モンティナ・マックスのだらしなく肥えた腹から看守服を突き破ってライフルの砲身(バレル)が顔を出す。
それは彼の腹の全方位を取り囲む様に並んでおり、まるで彼自身が城壁に砲台を構えた一つの城塞と化していた。

「…逃げて…っ!」

只ならぬ殺意を感じた私は片脇にいた負傷した囚人に逃走を促したが、モンティナ・マックスの砲身(バレル)から放たれた数発の銃弾が無慈悲にもその囚人の胸元を貫き、私の頬を(かす)めた。
彼がこの階層(フロア)に積み重ねられた幾多の罪人の死体の山のその一部に成り果てたことは誰の目にも明らかだっただろう。

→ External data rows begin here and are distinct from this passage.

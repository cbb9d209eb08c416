use std::fmt;

use serde::Serialize;

use crate::alignment::domain::aligned_segment::{overlapping_pairs, AlignedSegment};

pub const HIGH_CONFIDENCE: f64 = 0.8;
pub const MEDIUM_CONFIDENCE: f64 = 0.5;

/// Corpus-level statistics over an aligned segment sequence.
#[derive(Debug, Clone, PartialEq, Serialize)]
pub struct AlignmentSummary {
    pub total_lines: usize,
    /// Segments with confidence >= 0.8.
    pub high_confidence: usize,
    /// Segments with 0.5 <= confidence < 0.8.
    pub medium_confidence: usize,
    /// Segments with confidence < 0.5.
    pub low_confidence: usize,
    pub placeholder_count: usize,
    pub average_confidence: f64,
    /// `max(end) - min(start)` over all segments.
    pub total_duration: f64,
    pub overlapping_pairs: usize,
}

pub struct SegmentSummarizer;

impl SegmentSummarizer {
    pub fn summarize(segments: &[AlignedSegment]) -> AlignmentSummary {
        let mut summary = AlignmentSummary {
            total_lines: segments.len(),
            high_confidence: 0,
            medium_confidence: 0,
            low_confidence: 0,
            placeholder_count: 0,
            average_confidence: 0.0,
            total_duration: 0.0,
            overlapping_pairs: overlapping_pairs(segments).len(),
        };
        if segments.is_empty() {
            return summary;
        }

        let mut confidence_sum = 0.0;
        let mut min_start = f64::INFINITY;
        let mut max_end = f64::NEG_INFINITY;

        for seg in segments {
            let c = seg.confidence();
            confidence_sum += c;
            if c >= HIGH_CONFIDENCE {
                summary.high_confidence += 1;
            } else if c >= MEDIUM_CONFIDENCE {
                summary.medium_confidence += 1;
            } else {
                summary.low_confidence += 1;
            }
            if seg.is_placeholder() {
                summary.placeholder_count += 1;
            }
            min_start = min_start.min(seg.start());
            max_end = max_end.max(seg.end());
        }

        summary.average_confidence = confidence_sum / segments.len() as f64;
        summary.total_duration = (max_end - min_start).max(0.0);
        summary
    }
}

impl fmt::Display for AlignmentSummary {
    fn fmt(&self, f: &mut fmt::Formatter<'_>) -> fmt::Result {
        writeln!(f, "Alignment summary:")?;
        writeln!(f, "  Total lines: {}", self.total_lines)?;
        writeln!(f, "  High confidence (>=80%): {}", self.high_confidence)?;
        writeln!(f, "  Medium confidence (50-79%): {}", self.medium_confidence)?;
        writeln!(f, "  Low confidence (<50%): {}", self.low_confidence)?;
        writeln!(f, "  Placeholders: {}", self.placeholder_count)?;
        writeln!(f, "  Overlapping pairs: {}", self.overlapping_pairs)?;
        writeln!(f, "  Total duration: {:.1} seconds", self.total_duration)?;
        write!(f, "  Average confidence: {:.2}", self.average_confidence)
    }
}

#[cfg(test)]
mod tests {
    use super::*;
    use crate::alignment::domain::aligned_segment::MatchKind;
    use crate::lyrics::domain::lyric_line::LyricLine;
    use crate::transcript::domain::word_token::WordToken;
    use approx::assert_relative_eq;

    fn matched(start: f64, end: f64, confidence: f64) -> AlignedSegment {
        AlignedSegment::matched(
            LyricLine::new(0, "line").unwrap(),
            MatchKind::SingleWindow,
            confidence,
            vec![WordToken::new("line", start, end)],
        )
    }

    fn placeholder(start: f64, end: f64, confidence: f64) -> AlignedSegment {
        AlignedSegment::placeholder(LyricLine::new(0, "line").unwrap(), start, end, confidence)
    }

    #[test]
    fn test_empty_summary() {
        let s = SegmentSummarizer::summarize(&[]);
        assert_eq!(s.total_lines, 0);
        assert_eq!(s.average_confidence, 0.0);
        assert_eq!(s.total_duration, 0.0);
    }

    #[test]
    fn test_band_boundaries() {
        let segments = vec![
            matched(0.0, 1.0, 0.8),
            matched(1.0, 2.0, 0.79),
            matched(2.0, 3.0, 0.5),
            matched(3.0, 4.0, 0.49),
            placeholder(4.0, 5.0, 0.0),
        ];
        let s = SegmentSummarizer::summarize(&segments);
        assert_eq!(s.total_lines, 5);
        assert_eq!(s.high_confidence, 1);
        assert_eq!(s.medium_confidence, 2);
        assert_eq!(s.low_confidence, 2);
        assert_eq!(s.placeholder_count, 1);
    }

    #[test]
    fn test_average_and_duration() {
        let segments = vec![matched(1.0, 2.0, 1.0), matched(2.5, 6.0, 0.5)];
        let s = SegmentSummarizer::summarize(&segments);
        assert_relative_eq!(s.average_confidence, 0.75);
        assert_relative_eq!(s.total_duration, 5.0);
    }

    #[test]
    fn test_duration_uses_extremes_not_endpoints() {
        let segments = vec![matched(1.0, 10.0, 1.0), matched(2.0, 3.0, 1.0)];
        let s = SegmentSummarizer::summarize(&segments);
        assert_relative_eq!(s.total_duration, 9.0);
        assert_eq!(s.overlapping_pairs, 1);
    }

    #[test]
    fn test_display_lists_counts() {
        let s = SegmentSummarizer::summarize(&[matched(0.0, 1.0, 0.9)]);
        let text = s.to_string();
        assert!(text.contains("Total lines: 1"));
        assert!(text.contains("High confidence (>=80%): 1"));
        assert!(text.contains("Average confidence: 0.90"));
    }
}
use crate::alignment::domain::aligned_segment::MatchKind;
use crate::alignment::domain::match_strategy::{
    score_floor, Candidate, MatchStrategy, SearchContext,
};

/// Searches every contiguous window in the search range.
///
/// Returns the best window of each start position, best first, truncated to
/// `multi_window_anchors` entries (at least one) so later strategies can use
/// them as anchors. Windows grow one token at a time from each start, and a
/// window is only fully scored when its bound can still beat both the best
/// window of its start and the weakest start being kept.
#[derive(Debug, Default)]
pub struct SingleWindowStrategy;

impl MatchStrategy for SingleWindowStrategy {
    fn name(&self) -> &'static str {
        "single-window"
    }

    fn propose(&self, ctx: &SearchContext<'_>, _earlier: &[Candidate]) -> Vec<Candidate> {
        let keep = ctx.config.multi_window_anchors.max(1);
        let window_scorer = ctx.window_scorer();
        let mut kept: Vec<Candidate> = Vec::with_capacity(keep + 1);

        for start in ctx.start_range.clone() {
            let weakest_kept = if kept.len() == keep {
                kept.last().map(|c| c.score)
            } else {
                None
            };
            let mut window = window_scorer.window();
            let mut best: Option<Candidate> = None;

            for len in 1..=ctx.max_len_from(start) {
                window_scorer.push(&mut window, &ctx.token_texts[start + len - 1]);
                let floor =
                    score_floor(best.as_ref().map(|b| b.score).into_iter().chain(weakest_kept));
                let Some(score) = window_scorer.score_at_least(&window, floor) else {
                    continue;
                };
                let candidate = Candidate {
                    spans: vec![start..start + len],
                    score,
                    kind: MatchKind::SingleWindow,
                };
                if best.as_ref().map_or(true, |b| candidate.is_better_than(b)) {
                    best = Some(candidate);
                }
            }

            if let Some(best) = best {
                kept.push(best);
                kept.sort_by(Candidate::rank_cmp);
                kept.truncate(keep);
            }
        }

        kept
    }
}

#[cfg(test)]
mod tests {
    use super::*;
    use crate::alignment::domain::alignment_config::AlignmentConfig;
    use crate::lyrics::domain::lyric_line::LyricLine;
    use crate::matching::domain::similarity_scorer::SimilarityScorer;

    fn texts(words: &[&str]) -> Vec<String> {
        words.iter().map(|w| w.to_string()).collect()
    }

    fn propose(line: &str, words: &[&str], start_range: std::ops::Range<usize>) -> Vec<Candidate> {
        let line = LyricLine::new(0, line).unwrap();
        let token_texts = texts(words);
        let config = AlignmentConfig::default();
        let scorer = SimilarityScorer::default();
        let ctx = SearchContext {
            line: &line,
            token_texts: &token_texts,
            start_range,
            max_len: config.max_window_len(line.word_count()),
            scorer: &scorer,
            config: &config,
        };
        SingleWindowStrategy.propose(&ctx, &[])
    }

    #[test]
    fn test_exact_window_wins() {
        let proposals = propose("hello world", &["oh", "hello", "world", "yeah"], 0..4);
        assert_eq!(proposals[0].spans, vec![1..3]);
        assert_eq!(proposals[0].score, 1.0);
    }

    #[test]
    fn test_one_proposal_per_start_best_first() {
        let proposals = propose("hello world", &["oh", "hello", "world", "yeah"], 0..4);
        assert_eq!(proposals.len(), 4);
        let mut starts: Vec<usize> = proposals.iter().map(|c| c.first_index()).collect();
        starts.dedup();
        assert_eq!(starts.len(), 4);
        assert!(proposals.windows(2).all(|p| p[0].score >= p[1].score));
    }

    #[test]
    fn test_repeated_phrase_prefers_earlier_start() {
        let proposals = propose("la la", &["la", "la", "la", "la"], 0..4);
        assert_eq!(proposals[0].spans, vec![0..2]);
    }

    #[test]
    fn test_window_capped_at_transcript_end() {
        let proposals = propose("one two three four five", &["one", "two"], 0..2);
        assert!(proposals.iter().all(|c| c.spans[0].end <= 2));
        assert_eq!(proposals[0].spans, vec![0..2]);
    }

    #[test]
    fn test_far_start_found_past_unrelated_tokens() {
        let mut words = vec!["na"; 90];
        words.extend(["hello", "world"]);
        let proposals = propose("hello world", &words, 0..words.len());
        assert_eq!(proposals[0].spans, vec![90..92]);
        assert_eq!(proposals[0].score, 1.0);
    }

    #[test]
    fn test_anchors_match_exhaustive_ranking() {
        let words = ["oh", "hello", "there", "world", "hello", "word", "yeah"];
        let line = LyricLine::new(0, "hello world").unwrap();
        let scorer = SimilarityScorer::default();
        let mut exhaustive: Vec<Candidate> = (0..words.len())
            .filter_map(|start| {
                (1..=3.min(words.len() - start))
                    .map(|len| Candidate {
                        spans: vec![start..start + len],
                        score: scorer
                            .score(&line.normalized_text, &words[start..start + len].join(" ")),
                        kind: MatchKind::SingleWindow,
                    })
                    .reduce(|best, c| if c.is_better_than(&best) { c } else { best })
            })
            .collect();
        exhaustive.sort_by(Candidate::rank_cmp);
        exhaustive.truncate(AlignmentConfig::default().multi_window_anchors);

        let proposals = propose("hello world", &words, 0..words.len());
        assert_eq!(proposals, exhaustive);
    }

    #[test]
    fn test_empty_range_proposes_nothing() {
        assert!(propose("hello", &["hello"], 1..1).is_empty());
    }
}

「おやぁ?外したか、君はさっきまで無様に生き永らえようとしていた有象無象の逃亡兵とは違うようだ。君は何者だね?お嬢さん。」

「私の名前は灰菜です。だけど忘れてくれてもいいですよ。」
「あなたをここで殺しますから。」

「…プッ。ハァッハッハッハッハァ!!私を憎しみ、殺したい、か!やはりそうでなくては!憎悪と殺意は闘争に無くてはならない…!」
「思う存分憎しみ合い、そして!殺し合おうじゃないか!!灰菜お嬢さん!!」

私の挑発に昂る彼の腹の砲身(バレル)から再度情け容赦の無い数多の弾丸が放たれる。
遮蔽物の少ない回廊の中で、私は牢獄の中へ飛び込み牢獄の檻を盾にしてしゃがみ、心細くもその場をやり過ごそうとする。
周囲を見渡すと四方八方に放たれた弾丸の数々が牢獄のコンクリート壁を穿つのが確認出来る。
このまま苦し紛れにここでやり過ごしていてはいずれ私もあのコンクリート壁のように惨たらしくその身を銃弾に穿たれ、罪人の死骸の山の一部になるだろうと予測するしかなかった。
だが、予想に反して彼の銃撃は突然ピタリと止んだ。
不自然を感じた私は恐る恐るその場に積み重なっていた死体の山から顔を覗かせると、そこには忙しない様子でザワークラウトを貪り、バンホーテンのココアを啜るモンティナ・マックスの姿があった。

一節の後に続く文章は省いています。